• _What you will do_:
Below are the records; locate each line with the word "already" and copy it.

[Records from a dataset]
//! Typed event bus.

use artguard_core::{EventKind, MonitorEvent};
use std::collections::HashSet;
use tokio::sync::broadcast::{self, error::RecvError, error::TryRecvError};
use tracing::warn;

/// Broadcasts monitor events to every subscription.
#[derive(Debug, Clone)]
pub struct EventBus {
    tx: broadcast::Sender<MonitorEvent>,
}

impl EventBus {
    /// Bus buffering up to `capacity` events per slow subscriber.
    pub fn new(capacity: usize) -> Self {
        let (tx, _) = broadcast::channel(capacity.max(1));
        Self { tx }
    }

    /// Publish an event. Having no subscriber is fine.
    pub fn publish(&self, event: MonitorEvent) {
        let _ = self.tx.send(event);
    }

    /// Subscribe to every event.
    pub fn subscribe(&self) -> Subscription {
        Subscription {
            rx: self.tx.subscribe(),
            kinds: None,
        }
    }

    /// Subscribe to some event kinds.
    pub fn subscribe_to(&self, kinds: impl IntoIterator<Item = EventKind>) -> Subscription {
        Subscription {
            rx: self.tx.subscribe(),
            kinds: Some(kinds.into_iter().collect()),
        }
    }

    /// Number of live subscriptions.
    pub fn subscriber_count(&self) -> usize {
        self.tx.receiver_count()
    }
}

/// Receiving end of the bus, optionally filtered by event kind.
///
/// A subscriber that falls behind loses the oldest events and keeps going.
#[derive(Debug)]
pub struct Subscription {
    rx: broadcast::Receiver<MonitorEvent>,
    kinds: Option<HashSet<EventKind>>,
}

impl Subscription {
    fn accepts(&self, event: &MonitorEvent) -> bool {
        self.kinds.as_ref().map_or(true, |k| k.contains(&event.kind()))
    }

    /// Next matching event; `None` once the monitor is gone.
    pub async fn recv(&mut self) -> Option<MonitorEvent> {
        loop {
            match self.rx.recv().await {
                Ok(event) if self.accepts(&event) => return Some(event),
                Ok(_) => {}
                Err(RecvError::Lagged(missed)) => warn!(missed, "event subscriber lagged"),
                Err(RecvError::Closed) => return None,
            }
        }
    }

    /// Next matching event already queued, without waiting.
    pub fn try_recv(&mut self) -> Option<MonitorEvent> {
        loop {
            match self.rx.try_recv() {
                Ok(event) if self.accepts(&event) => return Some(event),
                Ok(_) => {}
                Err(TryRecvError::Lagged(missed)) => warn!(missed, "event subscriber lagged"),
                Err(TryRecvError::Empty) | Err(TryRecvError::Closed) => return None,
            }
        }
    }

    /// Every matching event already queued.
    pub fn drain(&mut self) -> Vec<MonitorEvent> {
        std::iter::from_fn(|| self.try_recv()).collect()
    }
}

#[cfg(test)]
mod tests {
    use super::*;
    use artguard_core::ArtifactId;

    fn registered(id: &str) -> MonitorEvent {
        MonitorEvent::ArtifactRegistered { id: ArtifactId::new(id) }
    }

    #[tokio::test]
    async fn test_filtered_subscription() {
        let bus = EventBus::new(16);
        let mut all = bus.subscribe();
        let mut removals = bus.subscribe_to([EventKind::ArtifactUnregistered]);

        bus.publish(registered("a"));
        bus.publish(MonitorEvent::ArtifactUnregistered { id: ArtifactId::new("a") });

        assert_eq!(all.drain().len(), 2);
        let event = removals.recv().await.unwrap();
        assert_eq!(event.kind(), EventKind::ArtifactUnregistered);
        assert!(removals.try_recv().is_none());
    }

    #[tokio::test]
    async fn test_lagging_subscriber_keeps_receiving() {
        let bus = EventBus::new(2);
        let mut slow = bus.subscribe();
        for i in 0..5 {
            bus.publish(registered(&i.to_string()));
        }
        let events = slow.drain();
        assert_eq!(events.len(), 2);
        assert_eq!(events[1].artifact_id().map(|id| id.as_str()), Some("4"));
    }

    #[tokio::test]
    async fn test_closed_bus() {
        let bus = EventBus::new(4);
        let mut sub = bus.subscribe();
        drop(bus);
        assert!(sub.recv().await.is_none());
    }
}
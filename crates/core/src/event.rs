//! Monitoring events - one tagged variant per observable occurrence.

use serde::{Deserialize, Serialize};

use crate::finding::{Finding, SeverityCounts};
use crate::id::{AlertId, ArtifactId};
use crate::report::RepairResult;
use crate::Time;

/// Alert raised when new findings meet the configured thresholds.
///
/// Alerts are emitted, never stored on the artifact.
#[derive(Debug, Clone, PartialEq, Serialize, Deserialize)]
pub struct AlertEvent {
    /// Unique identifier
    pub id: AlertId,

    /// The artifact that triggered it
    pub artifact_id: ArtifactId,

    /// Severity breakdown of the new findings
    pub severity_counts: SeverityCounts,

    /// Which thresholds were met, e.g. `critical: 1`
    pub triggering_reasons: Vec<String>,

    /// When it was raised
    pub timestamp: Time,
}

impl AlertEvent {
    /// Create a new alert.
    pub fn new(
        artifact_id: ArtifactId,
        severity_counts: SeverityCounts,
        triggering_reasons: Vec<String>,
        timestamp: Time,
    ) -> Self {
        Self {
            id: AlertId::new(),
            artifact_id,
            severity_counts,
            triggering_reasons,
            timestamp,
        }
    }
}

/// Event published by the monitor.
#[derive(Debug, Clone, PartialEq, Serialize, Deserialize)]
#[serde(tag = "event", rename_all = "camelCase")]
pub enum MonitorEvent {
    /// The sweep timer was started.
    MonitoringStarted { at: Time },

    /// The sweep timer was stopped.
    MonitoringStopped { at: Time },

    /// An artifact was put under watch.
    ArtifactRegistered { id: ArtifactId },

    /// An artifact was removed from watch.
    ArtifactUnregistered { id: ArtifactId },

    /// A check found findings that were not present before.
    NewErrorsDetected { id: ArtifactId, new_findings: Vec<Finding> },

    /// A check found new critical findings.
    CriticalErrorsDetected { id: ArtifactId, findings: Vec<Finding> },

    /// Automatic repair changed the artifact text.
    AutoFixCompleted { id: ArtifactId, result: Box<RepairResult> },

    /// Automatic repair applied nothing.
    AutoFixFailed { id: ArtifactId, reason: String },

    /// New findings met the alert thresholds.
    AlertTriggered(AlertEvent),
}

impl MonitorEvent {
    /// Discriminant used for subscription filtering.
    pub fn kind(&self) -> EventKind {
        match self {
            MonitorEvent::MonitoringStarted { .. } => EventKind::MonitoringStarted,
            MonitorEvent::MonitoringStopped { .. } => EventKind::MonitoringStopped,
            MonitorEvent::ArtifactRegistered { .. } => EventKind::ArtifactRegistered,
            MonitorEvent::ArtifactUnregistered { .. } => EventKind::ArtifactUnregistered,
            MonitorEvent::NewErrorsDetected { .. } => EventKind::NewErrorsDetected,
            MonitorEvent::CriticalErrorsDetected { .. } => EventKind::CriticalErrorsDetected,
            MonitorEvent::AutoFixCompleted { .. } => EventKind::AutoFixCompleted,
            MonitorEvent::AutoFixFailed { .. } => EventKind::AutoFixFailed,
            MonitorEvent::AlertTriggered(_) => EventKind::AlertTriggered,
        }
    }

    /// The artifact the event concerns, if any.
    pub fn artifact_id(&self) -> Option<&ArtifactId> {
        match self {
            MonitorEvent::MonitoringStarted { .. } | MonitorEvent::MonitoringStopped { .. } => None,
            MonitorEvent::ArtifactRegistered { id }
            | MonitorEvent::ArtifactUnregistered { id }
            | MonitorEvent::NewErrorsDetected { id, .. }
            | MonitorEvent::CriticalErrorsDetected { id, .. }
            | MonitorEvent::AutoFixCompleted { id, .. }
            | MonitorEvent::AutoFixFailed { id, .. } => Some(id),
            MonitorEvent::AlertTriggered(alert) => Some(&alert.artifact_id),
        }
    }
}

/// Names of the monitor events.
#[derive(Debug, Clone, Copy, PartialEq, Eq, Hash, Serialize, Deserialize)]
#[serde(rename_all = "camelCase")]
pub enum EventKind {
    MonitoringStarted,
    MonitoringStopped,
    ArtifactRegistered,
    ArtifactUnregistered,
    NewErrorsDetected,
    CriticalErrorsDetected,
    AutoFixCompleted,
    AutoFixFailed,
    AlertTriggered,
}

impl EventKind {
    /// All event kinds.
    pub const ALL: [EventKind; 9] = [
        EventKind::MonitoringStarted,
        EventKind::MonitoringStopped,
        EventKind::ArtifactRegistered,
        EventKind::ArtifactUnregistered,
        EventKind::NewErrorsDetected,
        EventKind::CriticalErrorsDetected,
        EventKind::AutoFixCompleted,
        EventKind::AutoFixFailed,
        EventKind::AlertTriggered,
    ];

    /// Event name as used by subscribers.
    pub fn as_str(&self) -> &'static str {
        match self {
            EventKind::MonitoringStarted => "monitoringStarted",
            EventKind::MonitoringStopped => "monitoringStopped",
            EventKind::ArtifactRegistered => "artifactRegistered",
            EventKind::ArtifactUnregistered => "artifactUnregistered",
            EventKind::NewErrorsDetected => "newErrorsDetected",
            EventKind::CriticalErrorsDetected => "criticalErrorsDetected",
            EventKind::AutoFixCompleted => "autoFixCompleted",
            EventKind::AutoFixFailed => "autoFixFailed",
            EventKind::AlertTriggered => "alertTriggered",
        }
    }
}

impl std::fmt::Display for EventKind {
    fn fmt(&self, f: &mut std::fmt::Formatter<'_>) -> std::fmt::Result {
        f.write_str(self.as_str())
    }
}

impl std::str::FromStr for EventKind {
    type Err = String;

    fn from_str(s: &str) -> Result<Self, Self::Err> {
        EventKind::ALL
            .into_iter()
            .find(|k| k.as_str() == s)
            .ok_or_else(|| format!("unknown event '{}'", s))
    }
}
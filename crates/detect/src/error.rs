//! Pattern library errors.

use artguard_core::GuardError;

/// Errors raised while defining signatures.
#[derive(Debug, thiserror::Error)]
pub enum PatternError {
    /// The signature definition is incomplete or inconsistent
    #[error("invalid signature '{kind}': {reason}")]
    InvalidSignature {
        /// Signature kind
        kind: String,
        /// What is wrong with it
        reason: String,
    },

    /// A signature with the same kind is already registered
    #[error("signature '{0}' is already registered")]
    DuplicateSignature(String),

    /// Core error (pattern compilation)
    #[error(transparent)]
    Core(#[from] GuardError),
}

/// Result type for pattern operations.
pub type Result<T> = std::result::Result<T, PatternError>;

• _Solution for this task_:
    /// Next matching event already queued, without waiting.
    /// Every matching event already queued.
    /// A signature with the same kind is already registered
    #[error("signature '{0}' is already registered")]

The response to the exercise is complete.